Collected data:
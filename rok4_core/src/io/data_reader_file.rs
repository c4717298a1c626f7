//! This module provides functionality for reading data from files.
//!
//! # Overview
//!
//! The `DataReaderFile` struct allows for reading data stored in files. It implements the
//! `DataReaderTrait` to provide asynchronous reading capabilities and the standard library's
//! `Read` trait for synchronous reading. The module ensures the file exists, is absolute,
//! and is a regular file before attempting to open it.
//!
//! # Examples
//!
//! ```rust
//! use rok4_core::{io::{DataReaderFile, DataReaderTrait}, Blob, ByteRange};
//! use anyhow::Result;
//! use std::path::Path;
//!
//! #[tokio::main]
//! async fn main() -> Result<()> {
//!      let path = std::env::current_dir()?.parent().unwrap().join("LICENSE");
//!      let mut reader = DataReaderFile::open(&path)?;
//!
//!      // Reading all data
//!      let all_data = reader.read_range(&ByteRange::new(4,7)).await?;
//!      assert_eq!(all_data.as_slice(), b"License");
//!
//!     Ok(())
//! }
//! ```

use super::DataReaderTrait;
use crate::{Blob, ByteRange};
use anyhow::{Context, Result, ensure};
use async_trait::async_trait;
use std::{
	fs::File,
	io::{Read, Seek, SeekFrom},
	path::Path,
};

/// A struct that provides reading capabilities from a file.
#[derive(Debug)]
pub struct DataReaderFile {
	name: String,
	file: File,
	size: u64,
}

impl DataReaderFile {
	/// Opens a file and creates a `DataReaderFile` instance.
	///
	/// # Arguments
	///
	/// * `path` - A reference to the file path to open.
	///
	/// # Returns
	///
	/// * A Result containing a boxed `DataReaderFile` or an error.
	pub fn open(path: &Path) -> Result<Box<DataReaderFile>> {
		ensure!(path.exists(), "file {path:?} does not exist");
		ensure!(path.is_absolute(), "path {path:?} must be absolute");
		ensure!(path.is_file(), "path {path:?} must be a file");

		let path = path.canonicalize()?;
		let file = File::open(&path)?;
		let size = file.metadata()?.len();

		Ok(Box::new(DataReaderFile {
			name: path.to_str().unwrap().to_owned(),
			file,
			size,
		}))
	}
}

#[async_trait]
impl DataReaderTrait for DataReaderFile {
	/// Reads a specific range of bytes from the file.
	///
	/// # Arguments
	///
	/// * `range` - A `ByteRange` struct specifying the offset and length of the range to read.
	///
	/// # Returns
	///
	/// * A Result containing a Blob with the read data or an error.
	async fn read_range(&self, range: &ByteRange) -> Result<Blob> {
		let mut buffer = vec![0; range.length as usize];
		let mut file = self
			.file
			.try_clone()
			.with_context(|| format!("failed to clone file '{}'", self.name))?;
		file
			.seek(SeekFrom::Start(range.offset))
			.with_context(|| format!("failed to seek to offset {} in file '{}',", range.offset, self.name))?;
		file.read_exact(&mut buffer).with_context(|| {
			format!(
				"failed to read {} bytes at offset {} in file '{}'",
				range.length, range.offset, self.name
			)
		})?;
		Ok(Blob::from(buffer))
	}

	/// Reads all the data from the file.
	///
	/// # Returns
	///
	/// * A Result containing a Blob with all the data or an error.
	async fn read_all(&self) -> Result<Blob> {
		let mut buffer = vec![0; self.size as usize];
		let mut file = self
			.file
			.try_clone()
			.with_context(|| format!("failed to clone file '{}'", self.name))?;
		file
			.seek(SeekFrom::Start(0))
			.with_context(|| format!("failed to seek to start of file '{}'", self.name))?;
		file
			.read_exact(&mut buffer)
			.with_context(|| format!("failed to read all {} bytes from file '{}'", self.size, self.name))?;
		Ok(Blob::from(buffer))
	}

	/// Gets the name of the data source.
	///
	/// # Returns
	///
	/// * A string slice representing the name of the data source.
	fn get_name(&self) -> &str {
		&self.name
	}
}

impl Read for DataReaderFile {
	/// Reads data into the provided buffer.
	///
	/// # Arguments
	///
	/// * `buf` - A mutable byte slice to read data into.
	///
	/// # Returns
	///
	/// * The number of bytes read or an error.
	fn read(&mut self, buf: &mut [u8]) -> std::io::Result<usize> {
		self.file.read(buf)
	}
}
//! Pixel-container codecs (JPEG, PNG) bridging [`crate::raster::Raster`] and the
//! [`image`] crate's encoders/decoders. Byte-stream tile codecs (RAW, LZW,
//! PackBits, Zip) live in [`crate::codec`] instead.

pub mod bil;
pub mod jpeg;
pub mod png;
pub mod tiff;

REQUIREMENT ::
Search the data and copy each line containing "crate".

FINAL ANSWER ::
use crate::{Blob, ByteRange};
//! Pixel-container codecs (JPEG, PNG) bridging [`crate::raster::Raster`] and the
//! [`image`] crate's encoders/decoders. Byte-stream tile codecs (RAW, LZW,
//! PackBits, Zip) live in [`crate::codec`] instead.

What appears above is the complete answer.